Meanwhile, at the centre of that march on Saturday was a mob of angry and violent men. There has been a great deal of frightening news coverage about that, and a huge amount of rightful outrage and horror in response from the progressive mediasphere. But I want to suggest that, if we focus on that, we’re missing something of massive importance.
Outside the bull ring - full of the kind of men who would have been on National Front marches when I was a kid - were families of multiple generations including kids. And thousands of women. I saw them all arriving together on the trains at Waterloo.

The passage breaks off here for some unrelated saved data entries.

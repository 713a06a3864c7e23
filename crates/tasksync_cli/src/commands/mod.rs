//! CLI command implementations.

pub mod inspect;
pub mod reset;
pub mod status;
pub mod sync;
//! # TaskSync Server
//!
//! Reference self-hosted endpoint for TaskSync.
//!
//! This crate provides:
//! - The `GET`/`PUT /api/data` snapshot resource
//! - Version assignment on every accepted `PUT`
//! - Optional bearer authentication (shared secret or HMAC-SHA256 tokens)
//!
//! The server holds exactly one snapshot and never merges: a `PUT` replaces
//! the stored snapshot wholesale. It has no socket code of its own; an HTTP
//! framework hosts [`DataServer::handle`].
//!
//! # Authentication
//!
//! ```rust
//! use tasksync_server::{AuthConfig, DataServer, ServerConfig, TokenValidator};
//!
//! let auth = AuthConfig::new(b"my-secure-secret-32-bytes-long!".to_vec());
//! let server = DataServer::in_memory(ServerConfig::default().with_signed_tokens(auth.clone()));
//!
//! let token = TokenValidator::new(auth).create_token("laptop").unwrap();
//! let header = format!("Bearer {token}");
//! assert_eq!(server.handle("GET", "/api/data", Some(&header), b"").status, 404);
//! assert_eq!(server.handle("GET", "/api/data", None, b"").status, 401);
//! ```

#![deny(unsafe_code)]
#![warn(missing_docs)]
#![warn(clippy::unwrap_used, clippy::expect_used, clippy::panic)]

mod auth;
mod config;
mod error;
mod handler;
mod server;

pub use auth::{bearer_token, AuthConfig, SimpleTokenValidator, TokenValidator};
pub use config::{AuthMode, ServerConfig};
pub use error::{ServerError, ServerResult};
pub use handler::{PutResponse, RequestHandler, DATA_PATH};
pub use server::{DataServer, ServerResponse};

Several posters were right on Linkedin to talk about the very visible problem of white (straight) male violence in the UK.1 (Just the UK?) But to me, focusing too much on the mob of men is ignoring the huge and wider danger that rally showed us. If we think this is just a minority problem of male underclass animus, there is a surprise coming at the ballot box - just as there was in the US. Twice. What is happening is much wider and cuts across gender and class more than many progressives are willing to admit.
Let’s be clear up front: this is not an essay complaining that ‘women/ the middle class are just as bad’. (I am sure that some will skim or see the headline and presume that….) But no: that is pretty pointless stuff and helps nobody. It’s about trying to understand more about how that violent mob relates to a much wider movement. And how that wider movement works to bring in a far wider range of people across class, gender and even race and sexuality.
The mob, the masses, and the people
Philosopher of totalitarianism, Hannah Arendt, talked about ‘the mob’, ‘the masses’, and ‘the people’.
‘The mob’ is what you saw in the middle there: angry, violent people who are the déclassé of all classes, many of them criminal. These are the people who help fascism2 scare people into silence. They are a terrorising spectacle. They do often come to take on a leadership role - already you see people of this type taking on key roles in Reform. Hitler was from the rabble.
‘The people’, for Arendt, are the whole representative body of the populace. She notes that, because there is often a wide range of participants in these movements, it can appear to be somehow representative of ‘the people’ as a whole. She cautions that this is not the case, and that making that mistake is dangerous. In this case, despite the wide range of people across the march, there were clearly many groups of people missing. This is an assemblage of sorts, but not a representative ‘people’ in any real sense - despite what they may tell you.
They’re what Arendt called ‘the masses’: the people who feel disenfranchised, unrepresented by parliament, unheard and angry about something inchoate they have lost. If it’s hard to say what, they will find a close source to blame. Usually a type of person. She’s clear that they have not been ‘incorporated’ - and cannot be - into the whole ‘people’ and polis because they have been rendered outsiders. That doesn’t mean they are outlaws - many of them, then as now, are petit-bourgeois and day to day ‘respectable’ people, who simply come to believe that the ‘polis’ no longer speaks for them. These groups of the unheard and unengaged start to cohere. And they start to find each other once leaders and ideologies with easy answers appear.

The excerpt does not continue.